C’est le résultat des mesures prises jeudi par les régulateurs des Philippines.
La Securities and Exchange Commission de la nation asiatique a signalé que la Commission nationale des télécommunications a commencé à interdire les sites Web et les applications qui offrent des opportunités d'investissement sans licence locale.
Bien que Binance ait été averti par la SEC qu'elle serait interdite d'ici la fin février pour ne pas avoir enregistré ses services, les régulateurs ont déclaré que les discussions avec la plus grande bourse de crypto-monnaie au monde ont temporairement cessé.
Ce jeudi, le président de la SEC, Emilio Aquino, a confirmé au journal local The Inquirer que les discussions se poursuivaient. Il a ajouté :
« Je vous assure que le problème sera résolu. »
Il a poursuivi en précisant qu'une fois le mandat du commissaire Kelvin Lester Lee à la tête des marchés et des valeurs mobilières terminé, l'agence traversait une phase de transition. Cette semaine, Hubert Dominic B. Guevara a été nommé nouveau commissaire.
La SEC s'est plutôt concentrée sur MiTrade, une société d'investissement non liée aux cryptomonnaies. Le NTC a demandé aux services Internet de la fermer le 21 février.

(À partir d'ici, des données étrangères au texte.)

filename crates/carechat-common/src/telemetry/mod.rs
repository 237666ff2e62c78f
//! Telemetry and tracing setup

mod tracing_setup;

pub use tracing_setup::{
    init_tracing, init_tracing_with_config, try_init_tracing, try_init_tracing_with_config,
    TracingConfig, TracingError,
};
//! Conversation key - the order-independent identity of a direct conversation
//!
//! Both participant ids are rendered as strings, sorted lexicographically and joined
//! with `_`. Every lookup and insert of a conversation goes through this type, so a
//! pair of users can only ever map to one key.

use serde::{Deserialize, Serialize};
use std::fmt;

use crate::error::DomainError;
use crate::value_objects::Snowflake;

const SEPARATOR: char = '_';

#[derive(Debug, Clone, PartialEq, Eq, Hash, PartialOrd, Ord, Serialize, Deserialize)]
#[serde(transparent)]
pub struct ConversationKey(String);

impl ConversationKey {
    /// Derive the key for a pair of participants.
    ///
    /// Pure and total; a self-pair still yields a key, so callers that accept
    /// user input go through [`ConversationKey::for_pair`].
    pub fn resolve(a: Snowflake, b: Snowflake) -> Self {
        let (a, b) = (a.to_string(), b.to_string());
        let (first, second) = if a <= b { (a, b) } else { (b, a) };
        Self(format!("{first}{SEPARATOR}{second}"))
    }

    /// Checked form of [`ConversationKey::resolve`] that rejects self-chat
    pub fn for_pair(a: Snowflake, b: Snowflake) -> Result<Self, DomainError> {
        if a == b {
            return Err(DomainError::validation(
                "a conversation needs two distinct participants",
            ));
        }
        Ok(Self::resolve(a, b))
    }

    /// Parse a stored key back, checking it is in canonical form
    pub fn parse(raw: &str) -> Result<Self, DomainError> {
        let invalid = || DomainError::validation(format!("invalid conversation key: {raw}"));
        let (a, b) = raw.split_once(SEPARATOR).ok_or_else(invalid)?;
        let a = Snowflake::parse(a).map_err(|_| invalid())?;
        let b = Snowflake::parse(b).map_err(|_| invalid())?;
        let key = Self::for_pair(a, b)?;
        if key.0 != raw {
            return Err(invalid());
        }
        Ok(key)
    }

    /// The two participants, in key order
    pub fn participants(&self) -> (Snowflake, Snowflake) {
        let mut parts = self
            .0
            .split(SEPARATOR)
            .map(|p| Snowflake::parse(p).unwrap_or_default());
        let first = parts.next().unwrap_or_default();
        let second = parts.next().unwrap_or_default();
        (first, second)
    }

    pub fn contains(&self, user_id: Snowflake) -> bool {
        let (a, b) = self.participants();
        a == user_id || b == user_id
    }

    pub fn as_str(&self) -> &str {
        &self.0
    }

    pub fn into_string(self) -> String {
        self.0
    }
}

impl fmt::Display for ConversationKey {
    fn fmt(&self, f: &mut fmt::Formatter<'_>) -> fmt::Result {
        f.write_str(&self.0)
    }
}

impl AsRef<str> for ConversationKey {
    fn as_ref(&self) -> &str {
        &self.0
    }
}

#[cfg(test)]
mod tests {
    use super::*;

    fn id(n: i64) -> Snowflake {
        Snowflake::new(n)
    }

    #[test]
    fn test_resolve_is_order_independent() {
        let pairs = [(1, 2), (42, 7), (1_000_000, 999), (i64::MAX, 5)];
        for (a, b) in pairs {
            assert_eq!(
                ConversationKey::resolve(id(a), id(b)),
                ConversationKey::resolve(id(b), id(a))
            );
        }
    }

    #[test]
    fn test_resolve_distinguishes_counterparts() {
        let a = id(100);
        assert_ne!(
            ConversationKey::resolve(a, id(200)),
            ConversationKey::resolve(a, id(300))
        );
        // "12" + "3" and "1" + "23" must not collide
        assert_ne!(
            ConversationKey::resolve(id(12), id(3)),
            ConversationKey::resolve(id(1), id(23))
        );
    }

    #[test]
    fn test_sort_is_lexicographic() {
        // numerically 9 < 10, lexicographically "10" < "9"
        let key = ConversationKey::resolve(id(9), id(10));
        assert_eq!(key.as_str(), "10_9");
        assert_eq!(key.participants(), (id(10), id(9)));
    }

    #[test]
    fn test_for_pair_rejects_self_chat() {
        let err = ConversationKey::for_pair(id(5), id(5)).unwrap_err();
        assert!(err.is_validation());
    }

    #[test]
    fn test_parse_round_trip_and_non_canonical() {
        let key = ConversationKey::resolve(id(3), id(21));
        assert_eq!(ConversationKey::parse(key.as_str()).unwrap(), key);

        assert!(ConversationKey::parse("3_21").is_err());
        assert!(ConversationKey::parse("garbage").is_err());
        assert!(ConversationKey::parse("4_4").is_err());
    }

    #[test]
    fn test_contains() {
        let key = ConversationKey::resolve(id(8), id(16));
        assert!(key.contains(id(8)));
        assert!(key.contains(id(16)));
        assert!(!key.contains(id(32)));
    }
}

Le 8 mars, la NTC a soutenu les efforts de la SEC visant à fermer OctaFX, une autre plateforme de trading d’investissement en ligne.
Ce qui se passera avec Binance après cela est encore inconnu.
En février, la SEC a informé les médias qu'elle enquêtait sur les conséquences potentielles de la fermeture de la bourse, notamment sur les finances des clients philippins. Selon un porte-parole de l'agence :
« Nous travaillons également avec d’autres agences gouvernementales sur la procédure visant à restreindre les opérations des entités non enregistrées aux Philippines. »
À l'instar de l'avertissement adressé à Binance l'année précédente, la SEC a intenté une action en justice contre MiTrade. Selon elle, Binance enfreignait la loi en utilisant les réseaux sociaux pour promouvoir des campagnes visant à attirer des utilisateurs.
Les autorités ont émis un nouvel avertissement, menaçant de condamner quiconque ferait la promotion de ces plateformes à une peine pouvant aller jusqu'à 21 ans de prison.
Les demandes répétées de commentaires sur la question aux Philippines n'ont pas reçu de réponse de Binance.